While overall monthly production declined at Countrywide Financial Corp., the company continued to generate record non-refiinance activity and moved up a notch among the largest servicers.
The financial services provider reported total production slipped to $30.0 billion in July from the previous month's $32.0 billion. The total is way off the $51.8 billion reached in July 2003, which was the largest funding month ever at the company.
Edging up to a new record for the fourth month in a row, purchase fundings totaled $18.0 billion.
Home equity fundings of nearly $3 billion and subprime volume of nearly $4 billion, marked new records in each category for the sixth consecutive month, according to the California-based lender. Adjustable-rate mortgage activity, however, swerved from the milestone course as it slipped to $17 billion.
Correspondent channel fundings contributed over $10 billion of the latest volume, followed by consumer markets division production of nearly $9 billion and wholesale originations of $5 billion, the company reported. The remaining portion was derived from Capital Markets and Treasury Bank fundings.

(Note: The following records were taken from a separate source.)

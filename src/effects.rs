/*
 *  effects.rs
 *
 *  ledmap - aviation weather on an LED matrix
 *  (c) 2020-26 Stuart Hunter
 *
 *  Airport markers, lightning flashes and high wind blinks
 *
 *  This program is free software: you can redistribute it and/or modify
 *  it under the terms of the GNU General Public License as published by
 *  the Free Software Foundation, either version 3 of the License, or
 *  (at your option) any later version.
 *
 *  This program is distributed in the hope that it will be useful,
 *  but WITHOUT ANY WARRANTY; without even the implied warranty of
 *  MERCHANTABILITY or FITNESS FOR A PARTICULAR PURPOSE.  See the
 *  GNU General Public License for more details.
 *
 *  See <http://www.gnu.org/licenses/> to get a copy of the GNU General
 *  Public License.
 *
 */

use std::time::Duration;

use embedded_graphics::pixelcolor::Rgb888;
use embedded_graphics::prelude::Point;
use log::debug;

use crate::classify::{Airport, Classification};
use crate::config::{AnimationSettings, BlinkMode, BrightnessSettings};
use crate::constants::{BLACK, WHITE, YELLOW};
use crate::display::compositor::FrameCompositor;
use crate::display::traits::PanelDriver;
use crate::error::MapError;
use crate::outline::OutlineCache;
use crate::pacer::Sleeper;
use crate::projection::Projector;

/// Marker pixel for an airport; None without a reported position or off
/// the panel.
pub fn marker_point(projector: &Projector, ap: &Airport) -> Option<Point> {
    if ap.lat == 0.0 && ap.lon == 0.0 {
        return None;
    }
    let p = projector.project(ap.lat, ap.lon);
    projector.on_panel(p).then_some(p)
}

/// Category colored marker for every station with a position
pub fn draw_markers<P: PanelDriver>(
    comp: &mut FrameCompositor<P>,
    projector: &Projector,
    cls: &Classification,
    both: bool,
) -> usize {
    let mut drawn = 0;
    for ap in cls.snapshot.airports.values() {
        let Some(p) = marker_point(projector, ap) else {
            debug!("{} has no position on this map", ap.station);
            continue;
        };
        let color = ap.category.color();
        if both {
            comp.draw_pixel_both(p.x, p.y, color);
        } else {
            comp.draw_pixel(p.x, p.y, color);
        }
        drawn += 1;
    }
    drawn
}

/// Redraw outline and markers on the off-screen frame from the cache
pub fn rebaseline<P: PanelDriver>(
    comp: &mut FrameCompositor<P>,
    outline: &OutlineCache,
    cls: &Classification,
) -> Result<(), MapError> {
    comp.fill(BLACK);
    outline.render_cached(comp)?;
    let projector = outline.projector().ok_or(MapError::NoCachedOutline)?;
    draw_markers(comp, projector, cls, false);
    Ok(())
}

/// Star burst: orthogonal arms of `size` pixels, diagonal arms slightly
/// shorter.
fn draw_star<P: PanelDriver>(comp: &mut FrameCompositor<P>, at: Point, size: u32) {
    let (x, y) = (at.x, at.y);
    for j in 0..size as i32 {
        let k = j - j / 3;
        for (dx, dy) in [(k, k), (-k, -k), (-k, k), (k, -k), (j, 0), (-j, 0), (0, j), (0, -j)] {
            comp.draw_pixel(x + dx, y + dy, YELLOW);
        }
    }
}

/// Timed lightning and wind renderings for one region activation.
#[derive(Debug, Clone)]
pub struct Effects {
    anim: AnimationSettings,
    lightning_percent: u8,
    hiwind_percent: u8,
}

fn ms(v: u64) -> Duration {
    Duration::from_millis(v)
}

impl Effects {
    pub fn new(anim: &AnimationSettings, brightness: &BrightnessSettings) -> Self {
        Self {
            anim: anim.clone(),
            lightning_percent: brightness.lightning_percent,
            hiwind_percent: brightness.hiwind_percent,
        }
    }

    async fn restore_brightness<P: PanelDriver, S: Sleeper>(
        &self,
        comp: &mut FrameCompositor<P>,
        sleeper: &S,
    ) -> Result<(), MapError> {
        comp.apply_schedule(sleeper.local_time())?;
        Ok(())
    }

    /// Flash every lightning station, one after another
    pub async fn lightning<P: PanelDriver, S: Sleeper>(
        &self,
        comp: &mut FrameCompositor<P>,
        outline: &OutlineCache,
        cls: &Classification,
        sleeper: &S,
    ) -> Result<(), MapError> {
        if !self.anim.lightning || cls.lightning.is_empty() {
            return Ok(());
        }
        let projector = outline.projector().ok_or(MapError::NoCachedOutline)?.clone();

        for ap in cls.lightning_airports() {
            let Some(p) = marker_point(&projector, ap) else { continue };
            if self.anim.big_flash {
                self.big_flash(comp, outline, cls, p, sleeper).await?;
            } else {
                self.flicker(comp, p, ap.category.color(), sleeper).await?;
            }
        }
        self.restore_brightness(comp, sleeper).await
    }

    /// Star drawn off-screen, then shown by an odd number of swaps and a
    /// final swap back to the map.
    async fn big_flash<P: PanelDriver, S: Sleeper>(
        &self,
        comp: &mut FrameCompositor<P>,
        outline: &OutlineCache,
        cls: &Classification,
        at: Point,
        sleeper: &S,
    ) -> Result<(), MapError> {
        let t = &self.anim.timings;
        rebaseline(comp, outline, cls)?;
        draw_star(comp, at, self.anim.flash_size);

        comp.set_brightness(self.lightning_percent)?;
        for _ in 0..self.anim.flash_count {
            comp.swap()?;
            sleeper.sleep(ms(t.flash_toggle_ms)).await;
        }
        comp.swap()?;
        self.restore_brightness(comp, sleeper).await?;
        sleeper.sleep(ms(t.flash_settle_ms)).await;
        Ok(())
    }

    /// Single pixel white to yellow flicker on the visible frame
    async fn flicker<P: PanelDriver, S: Sleeper>(
        &self,
        comp: &mut FrameCompositor<P>,
        at: Point,
        category_color: Rgb888,
        sleeper: &S,
    ) -> Result<(), MapError> {
        let t = &self.anim.timings;
        let ltng = self.lightning_percent;
        let rest = comp.default_level(sleeper.local_time());
        let steps = [
            (WHITE, ltng.saturating_sub(20), t.flicker_steps_ms[0]),
            (YELLOW, ltng.saturating_sub(10), t.flicker_steps_ms[1]),
            (YELLOW, ltng, t.flicker_steps_ms[2]),
            (category_color, rest, t.flicker_steps_ms[3]),
        ];

        for _ in 0..self.anim.timings.flicker_repeats {
            for (color, level, wait) in steps {
                comp.set_brightness(level)?;
                comp.draw_pixel_visible(at.x, at.y, color);
                comp.present()?;
                sleeper.sleep(ms(wait)).await;
            }
        }
        Ok(())
    }

    /// Blink every high wind station in the configured mode
    pub async fn high_wind<P: PanelDriver, S: Sleeper>(
        &self,
        comp: &mut FrameCompositor<P>,
        outline: &OutlineCache,
        cls: &Classification,
        sleeper: &S,
    ) -> Result<(), MapError> {
        if !self.anim.hiwind || cls.high_wind.is_empty() {
            return Ok(());
        }
        match self.anim.blink_mode {
            BlinkMode::Single => self.blink_single(comp, outline, cls, sleeper).await,
            BlinkMode::Batched => self.blink_batched(comp, outline, cls, sleeper).await,
        }
    }

    /// One station at a time on the visible frame; one hold per station
    async fn blink_single<P: PanelDriver, S: Sleeper>(
        &self,
        comp: &mut FrameCompositor<P>,
        outline: &OutlineCache,
        cls: &Classification,
        sleeper: &S,
    ) -> Result<(), MapError> {
        let projector = outline.projector().ok_or(MapError::NoCachedOutline)?.clone();
        let hold = ms(self.anim.timings.blink_single_ms);

        for ap in cls.high_wind_airports() {
            let Some(p) = marker_point(&projector, ap) else { continue };
            comp.set_brightness(self.hiwind_percent)?;
            comp.draw_pixel_visible(p.x, p.y, BLACK);
            comp.present()?;
            sleeper.sleep(hold).await;

            comp.draw_pixel_visible(p.x, p.y, ap.category.color());
            self.restore_brightness(comp, sleeper).await?;
            comp.present()?;
        }
        Ok(())
    }

    /// All stations dark in one off-screen frame, shown with a single swap
    /// and swapped back after the hold.
    async fn blink_batched<P: PanelDriver, S: Sleeper>(
        &self,
        comp: &mut FrameCompositor<P>,
        outline: &OutlineCache,
        cls: &Classification,
        sleeper: &S,
    ) -> Result<(), MapError> {
        let projector = outline.projector().ok_or(MapError::NoCachedOutline)?.clone();
        let hold = ms(self.anim.timings.blink_batched_ms);

        rebaseline(comp, outline, cls)?;
        for ap in cls.high_wind_airports() {
            if let Some(p) = marker_point(&projector, ap) {
                comp.draw_pixel(p.x, p.y, BLACK);
            }
        }

        comp.set_brightness(self.hiwind_percent)?;
        comp.swap()?;
        sleeper.sleep(hold).await;

        comp.swap()?;
        self.restore_brightness(comp, sleeper).await?;
        sleeper.sleep(hold).await;
        Ok(())
    }
}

The servicing portfolio continued its climb, ending the month at a record $747 billion, up 30% from last July, Countrywide said. The portfolio's delinquency nudged up 3 basis points from June to 3.51%, while the percentage of foreclosures pending remained unchanged at 0.37%.
"Countrywide remained the #1 mortgage lender in the second quarter and rose to become the second largest servicer," company CEO Stanford Kurland, said in a written statement. "Our growing strength in Mortgage Banking, coupled with sound performance from our Diversified Businesses, continues to enhance Countrywide's position to perform well in a variety of interest rate environments."